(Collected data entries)
..........
//! Minimal stderr backend for the `log` facade.

use std::io::Write;

use log::{LevelFilter, Log, Metadata, Record};

pub const LEVEL_ENV: &str = "DOTCLOCK_LOG";

struct StderrLogger;

static LOGGER: StderrLogger = StderrLogger;

impl Log for StderrLogger {
    fn enabled(&self, metadata: &Metadata) -> bool {
        metadata.level() <= log::max_level()
    }

    fn log(&self, record: &Record) {
        if !self.enabled(record.metadata()) {
            return;
        }
        let mut stderr = std::io::stderr().lock();
        let _ = writeln!(
            stderr,
            "[{:<5} {}] {}",
            record.level(),
            record.target(),
            record.args()
        );
    }

    fn flush(&self) {
        let _ = std::io::stderr().flush();
    }
}

/// Parses a level name; unknown or missing values fall back to `Warn`.
pub fn parse_level(value: Option<&str>) -> LevelFilter {
    match value.map(|v| v.trim().to_ascii_lowercase()).as_deref() {
        Some("off") => LevelFilter::Off,
        Some("error") => LevelFilter::Error,
        Some("info") => LevelFilter::Info,
        Some("debug") => LevelFilter::Debug,
        Some("trace") => LevelFilter::Trace,
        _ => LevelFilter::Warn,
    }
}

/// Installs the logger once. Later calls only adjust the level.
pub fn init() {
    let level = parse_level(std::env::var(LEVEL_ENV).ok().as_deref());
    let _ = log::set_logger(&LOGGER);
    log::set_max_level(level);
}

#[cfg(test)]
mod tests {
    use super::*;

    #[test]
    fn levels_parse_case_insensitively() {
        assert_eq!(parse_level(Some("DEBUG")), LevelFilter::Debug);
        assert_eq!(parse_level(Some(" trace ")), LevelFilter::Trace);
        assert_eq!(parse_level(Some("off")), LevelFilter::Off);
    }

    #[test]
    fn unknown_levels_default_to_warn() {
        assert_eq!(parse_level(None), LevelFilter::Warn);
        assert_eq!(parse_level(Some("loud")), LevelFilter::Warn);
    }
}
..........
The lines above from the one with "metadata.level() <= log::max_level()" through the one with "pub fn init()" are to be duplicated exactly, ends included, with nothing added.

> **WRITTEN RESPONSE**
        metadata.level() <= log::max_level()
    }

    fn log(&self, record: &Record) {
        if !self.enabled(record.metadata()) {
            return;
        }
        let mut stderr = std::io::stderr().lock();
        let _ = writeln!(
            stderr,
            "[{:<5} {}] {}",
            record.level(),
            record.target(),
            record.args()
        );
    }

    fn flush(&self) {
        let _ = std::io::stderr().flush();
    }
}

/// Parses a level name; unknown or missing values fall back to `Warn`.
pub fn parse_level(value: Option<&str>) -> LevelFilter {
    match value.map(|v| v.trim().to_ascii_lowercase()).as_deref() {
        Some("off") => LevelFilter::Off,
        Some("error") => LevelFilter::Error,
        Some("info") => LevelFilter::Info,
        Some("debug") => LevelFilter::Debug,
        Some("trace") => LevelFilter::Trace,
        _ => LevelFilter::Warn,
    }
}

/// Installs the logger once. Later calls only adjust the level.
pub fn init() {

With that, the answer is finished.